O bloqueio de recursos no orçamento para 2026 tem afetado diretamente as atividades da Agência Nacional de Aviação Civil (Anac), colocando em risco a segurança e o funcionamento do setor aéreo no Brasil. A Anac informou que 40% das ações de fiscalização serão interrompidas imediatamente.
Segundo comunicado oficial, os cortes orçamentários atingem áreas essenciais da agência, como a fiscalização das companhias aéreas, a certificação de aeronaves e operadores, além da qualificação dos profissionais da aviação. Essas atividades garantem padrões de segurança e regularidade no transporte aéreo.
O cenário de limitações orçamentárias ocorre em meio a um bloqueio amplo de gastos pelo governo federal. Em maio, a equipe econômica anunciou a contenção de R$ 22,1 bilhões no orçamento anual para cumprir regras fiscais e acomodar despesas obrigatórias.
Consequências dos cortes
A redução de recursos pode causar diminuição nas inspeções e auditorias, atrasos em processos de certificação e dificuldades na execução de projetos estratégicos da agência.

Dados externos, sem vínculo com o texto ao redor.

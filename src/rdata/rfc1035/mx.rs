//! Record data for the MX record.
//!
//! This is a private module. It’s content is re-exported by the parent.

use crate::base::iana::Rtype;
use crate::base::name::Name;
use crate::base::rdata::{ComposeRecordData, ParseRecordData, RecordData};
use crate::base::wire::{Compose, ComposeError, Parse, ParseError};
use core::fmt;
use octseq::builder::OctetsBuilder;
use octseq::parse::Parser;

//------------ Mx -----------------------------------------------------------

/// Mx record data.
///
/// The Mx record specifies a host willing to serve as a mail exchange for
/// the owner name.
///
/// The Mx record type is defined in RFC 1035, section 3.3.9.
#[derive(Clone, Debug, Eq, Hash, Ord, PartialEq, PartialOrd)]
pub struct Mx {
    preference: u16,
    exchange: Name,
}

impl Mx {
    /// The rtype of this record data type.
    pub(crate) const RTYPE: Rtype = Rtype::MX;

    /// Creates a new Mx record data from the components.
    #[must_use]
    pub fn new(preference: u16, exchange: Name) -> Self {
        Mx {
            preference,
            exchange,
        }
    }

    /// The preference for this record.
    ///
    /// Defines an order if there are several Mx records for the same owner.
    /// Lower values are preferred.
    pub fn preference(&self) -> u16 {
        self.preference
    }

    /// The name of the host that is the exchange.
    pub fn exchange(&self) -> &Name {
        &self.exchange
    }

    pub fn parse(parser: &mut Parser<'_, [u8]>) -> Result<Self, ParseError> {
        Ok(Self::new(u16::parse(parser)?, Name::parse(parser)?))
    }
}

//--- RecordData, ParseRecordData, ComposeRecordData

impl RecordData for Mx {
    fn rtype(&self) -> Rtype {
        Mx::RTYPE
    }
}

impl ParseRecordData for Mx {
    fn parse_rdata(
        rtype: Rtype,
        parser: &mut Parser<'_, [u8]>,
    ) -> Result<Option<Self>, ParseError> {
        if rtype == Mx::RTYPE {
            Self::parse(parser).map(Some)
        } else {
            Ok(None)
        }
    }
}

impl ComposeRecordData for Mx {
    fn rdlen(&self) -> usize {
        self.preference.compose_len() + self.exchange.compose_len()
    }

    fn compose_rdata<Target: OctetsBuilder + ?Sized>(
        &self,
        target: &mut Target,
    ) -> Result<(), ComposeError> {
        self.preference.compose(target)?;
        self.exchange.compose(target)
    }
}

//--- Display

impl fmt::Display for Mx {
    fn fmt(&self, f: &mut fmt::Formatter) -> fmt::Result {
        write!(f, "{} {}", self.preference, self.exchange)
    }
}

//============ Testing =======================================================

#[cfg(test)]
mod test {
    use super::*;
    use crate::base::rdata::encode_rdata;
    use crate::base::rdata::test::test_compose_parse;

    #[test]
    fn mx_compose_parse() {
        let rdata = Mx::new(12, "mail.example.com".parse().unwrap());
        test_compose_parse(&rdata);
        assert_eq!(rdata.to_string(), "12 mail.example.com");
        assert_eq!(
            encode_rdata(&Mx::new(10, Name::root())).unwrap(),
            b"\x00\x03\x00\x0a\x00"
        );
    }
}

Em cortes anteriores, a Anac suspendeu exames teóricos para pilotos e comissários, além de interromper certificações e reduzir fiscalizações.
Essas atividades são cruciais para a segurança da aviação. A queda na frequência das inspeções pode aumentar riscos de falhas não detectadas em companhias aéreas, aeroportos e oficinas de manutenção.
“Os bloqueios orçamentários que atingem agências reguladoras trazem prejuízos à sociedade e provocam queda na arrecadação, como ocorre com a suspensão das certificações. Sem certificação, novas aeronaves não podem operar no mercado brasileiro”, declarou a Anac em nota oficial.
Orçamento apertado há anos
A Anac já enfrenta restrições financeiras há algum tempo. Estimativas internas mostram que os recursos disponíveis não são suficientes para atender todas as necessidades da agência, limitando sua operação e crescimento.
Mesmo com tentativas de recomposição parcial, as restrições afetam contratos, viagens de servidores para fiscalização e certificação, entre outras atividades.
A agência alerta que esses impactos ultrapassam sua gestão interna, afetando todo o setor da aviação civil. Isso inclui atrasos na entrada de novas empresas no mercado, barreiras à inovação tecnológica e dificuldades na formação de profissionais qualificados.
Além disso, a redução da capacidade de supervisão pode gerar preocupação internacional sobre os padrões de segurança da aviação brasileira, afetando acordos e operações no exterior.